» **Records for the exercise**:

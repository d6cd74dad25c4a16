mod api;
mod coordinator;
mod problem;
mod records;
mod router;
mod telemetry;

use std::net::SocketAddr;

use staffbook_storage::Database;
use staffbook_util::{load_env_file, AppConfig};
use tracing::info;

#[tokio::main]
async fn main() -> Result<(), Box<dyn std::error::Error>> {
    load_env_file();
    let config = AppConfig::from_env()?;

    telemetry::init_tracing(&config)?;
    let metrics = telemetry::init_metrics()?;

    let database = Database::connect(&config.database_url).await?;
    database.run_migrations().await?;
    info!(stage = "app", database_url = %config.database_url, "database ready");

    let state = router::AppState::new(metrics, database);

    let addr: SocketAddr = config.bind_addr;
    info!(stage = "app", %addr, env = %config.environment.as_str(), "starting HTTP server");

    let listener = tokio::net::TcpListener::bind(addr).await?;
    axum::serve(listener, router::app_router(state))
        .await
        .map_err(|err| err.into())
}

» **Problem**: Only the lines from the one with "let listener = tokio::net::TcpListener::bind(addr).await?;" through the final line above belong in the answer, each reproduced word for word.

» **Solution for this problem**:
    let listener = tokio::net::TcpListener::bind(addr).await?;
    axum::serve(listener, router::app_router(state))
        .await
        .map_err(|err| err.into())
}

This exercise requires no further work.